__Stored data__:
=== Section Start ===

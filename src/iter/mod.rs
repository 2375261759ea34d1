//! Stateful readers over arrays, columns, and objects.
//!
//! All three iterators keep absolute byte offsets into the shared
//! [`MemFile`](crate::memfile::MemFile) and borrow it exclusively for their
//! lifetime; a nested iterator reborrows from its parent, freezing the
//! parent until the child is dropped.

pub mod array;
pub mod column;
pub mod object;

pub use array::ArrayIter;
pub use column::ColumnIter;
pub use object::ObjectIter;

use crate::error::{ColsonError, Result};
use crate::marker::{FieldType, MARKER_ARRAY_END, MARKER_EMPTY, MARKER_OBJECT_END};
use crate::memfile::MemFile;

/// A decoded binary field.
#[derive(Debug, Clone, Copy, PartialEq, Eq)]
pub struct BinaryValue<'a> {
    /// Media-type id for `binary` fields (see [`crate::media`]).
    pub mime_id: Option<u64>,
    /// Inline type name for `binary_custom` fields.
    pub type_name: Option<&'a str>,
    pub bytes: &'a [u8],
}

// ── Shared decode helpers ──────────────────────────────────────────

/// Skip empty-space bytes at the cursor.
pub(crate) fn skip_empty(file: &mut MemFile) -> Result<()> {
    while file.remaining() > 0 && file.peek_byte()? == MARKER_EMPTY {
        file.seek_relative(1)?;
    }
    Ok(())
}

/// Skip `n` payload bytes; running off the end of the buffer means the
/// field was truncated.
fn skip_bytes(file: &mut MemFile, n: u64) -> Result<()> {
    if (file.remaining() as u64) < n {
        return Err(ColsonError::MalformedDocument(format!(
            "truncated field payload ({} bytes declared, {} remain)",
            n,
            file.remaining()
        )));
    }
    file.seek_relative(n as i64)
}

/// Advance the cursor past a field's payload. The cursor must sit just
/// after the field's marker byte.
pub(crate) fn skip_field_body(file: &mut MemFile, ty: FieldType) -> Result<()> {
    match ty {
        FieldType::Null | FieldType::True | FieldType::False => Ok(()),
        FieldType::NumU8 | FieldType::NumI8 => skip_bytes(file, 1),
        FieldType::NumU16 | FieldType::NumI16 => skip_bytes(file, 2),
        FieldType::NumU32 | FieldType::NumI32 | FieldType::NumFloat => skip_bytes(file, 4),
        FieldType::NumU64 | FieldType::NumI64 => skip_bytes(file, 8),
        FieldType::String => {
            let len = file.read_varuint()?;
            skip_bytes(file, len)
        }
        FieldType::Binary => {
            let _mime_id = file.read_varuint()?;
            let len = file.read_varuint()?;
            skip_bytes(file, len)
        }
        FieldType::BinaryCustom => {
            let name_len = file.read_varuint()?;
            skip_bytes(file, name_len)?;
            let len = file.read_varuint()?;
            skip_bytes(file, len)
        }
        FieldType::Array(_) => skip_array_body(file),
        FieldType::Object(_) => skip_object_body(file),
        FieldType::Column(ty, _) => {
            let _num = file.read_varuint()?;
            let capacity = file.read_varuint()?;
            let payload = capacity.checked_mul(ty.value_size() as u64).ok_or_else(|| {
                ColsonError::MalformedDocument("column capacity overflows".into())
            })?;
            skip_bytes(file, payload)
        }
    }
}

/// Skip an array payload up to and including its end marker. The cursor
/// must sit just after the array opener.
fn skip_array_body(file: &mut MemFile) -> Result<()> {
    loop {
        skip_empty(file)?;
        let byte = file.read_byte()?;
        if byte == MARKER_ARRAY_END {
            return Ok(());
        }
        let ty = FieldType::from_marker(byte).ok_or_else(|| {
            ColsonError::MalformedDocument(format!(
                "unknown marker {:#04x} at offset {}",
                byte,
                file.tell() - 1
            ))
        })?;
        skip_field_body(file, ty)?;
    }
}

/// Skip an object payload up to and including its end marker. The cursor
/// must sit just after the object opener.
fn skip_object_body(file: &mut MemFile) -> Result<()> {
    loop {
        skip_empty(file)?;
        if file.peek_byte()? == MARKER_OBJECT_END {
            file.seek_relative(1)?;
            return Ok(());
        }
        let key_len = file.read_varuint()?;
        skip_bytes(file, key_len)?;
        let byte = file.read_byte()?;
        let ty = FieldType::from_marker(byte).ok_or_else(|| {
            ColsonError::MalformedDocument(format!(
                "unknown marker {:#04x} at offset {}",
                byte,
                file.tell() - 1
            ))
        })?;
        skip_field_body(file, ty)?;
    }
}

// ── Typed field reads (offset-based, cursor untouched) ─────────────

pub(crate) fn string_at(file: &MemFile, data_off: u64) -> Result<&str> {
    let (len, len_len) = file.varuint_at(data_off)?;
    let bytes = file.bytes_at(data_off + len_len as u64, len as usize)?;
    std::str::from_utf8(bytes)
        .map_err(|_| ColsonError::MalformedDocument("string field is not valid UTF-8".into()))
}

pub(crate) fn binary_at(file: &MemFile, ty: FieldType, data_off: u64) -> Result<BinaryValue<'_>> {
    match ty {
        FieldType::Binary => {
            let (mime_id, n1) = file.varuint_at(data_off)?;
            let (len, n2) = file.varuint_at(data_off + n1 as u64)?;
            let bytes = file.bytes_at(data_off + n1 as u64 + n2 as u64, len as usize)?;
            Ok(BinaryValue {
                mime_id: Some(mime_id),
                type_name: None,
                bytes,
            })
        }
        FieldType::BinaryCustom => {
            let (name_len, n1) = file.varuint_at(data_off)?;
            let name_off = data_off + n1 as u64;
            let name_bytes = file.bytes_at(name_off, name_len as usize)?;
            let type_name = std::str::from_utf8(name_bytes).map_err(|_| {
                ColsonError::MalformedDocument("binary type name is not valid UTF-8".into())
            })?;
            let (len, n2) = file.varuint_at(name_off + name_len)?;
            let bytes = file.bytes_at(name_off + name_len + n2 as u64, len as usize)?;
            Ok(BinaryValue {
                mime_id: None,
                type_name: Some(type_name),
                bytes,
            })
        }
        other => Err(ColsonError::TypeMismatch(format!(
            "binary field expected, found {:?}",
            other
        ))),
    }
}

/// Unsigned read across all unsigned widths; `None` for a null field.
pub(crate) fn unsigned_at(file: &MemFile, ty: FieldType, data_off: u64) -> Result<Option<u64>> {
    Ok(Some(match ty {
        FieldType::Null => return Ok(None),
        FieldType::NumU8 => file.u8_at(data_off)? as u64,
        FieldType::NumU16 => file.u16_at(data_off)? as u64,
        FieldType::NumU32 => file.u32_at(data_off)? as u64,
        FieldType::NumU64 => file.u64_at(data_off)?,
        other => {
            return Err(ColsonError::TypeMismatch(format!(
                "unsigned number expected, found {:?}",
                other
            )))
        }
    }))
}

/// Signed read across all signed widths; `None` for a null field.
pub(crate) fn signed_at(file: &MemFile, ty: FieldType, data_off: u64) -> Result<Option<i64>> {
    Ok(Some(match ty {
        FieldType::Null => return Ok(None),
        FieldType::NumI8 => file.i8_at(data_off)? as i64,
        FieldType::NumI16 => file.i16_at(data_off)? as i64,
        FieldType::NumI32 => file.i32_at(data_off)? as i64,
        FieldType::NumI64 => file.i64_at(data_off)?,
        other => {
            return Err(ColsonError::TypeMismatch(format!(
                "signed number expected, found {:?}",
                other
            )))
        }
    }))
}

pub(crate) fn float_at(file: &MemFile, ty: FieldType, data_off: u64) -> Result<Option<f32>> {
    match ty {
        FieldType::Null => Ok(None),
        FieldType::NumFloat => Ok(Some(file.f32_at(data_off)?)),
        other => Err(ColsonError::TypeMismatch(format!(
            "float expected, found {:?}",
            other
        ))),
    }
}

pub(crate) fn bool_at(ty: FieldType) -> Result<bool> {
    match ty {
        FieldType::True => Ok(true),
        FieldType::False => Ok(false),
        other => Err(ColsonError::TypeMismatch(format!(
            "boolean expected, found {:?}",
            other
        ))),
    }
}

=== Section End ===

__BRIEF__:
Scan the entries above, and wherever a line holds the string "True", copy it.

__ANSWER__:
        FieldType::Null | FieldType::True | FieldType::False => Ok(()),
        FieldType::True => Ok(true),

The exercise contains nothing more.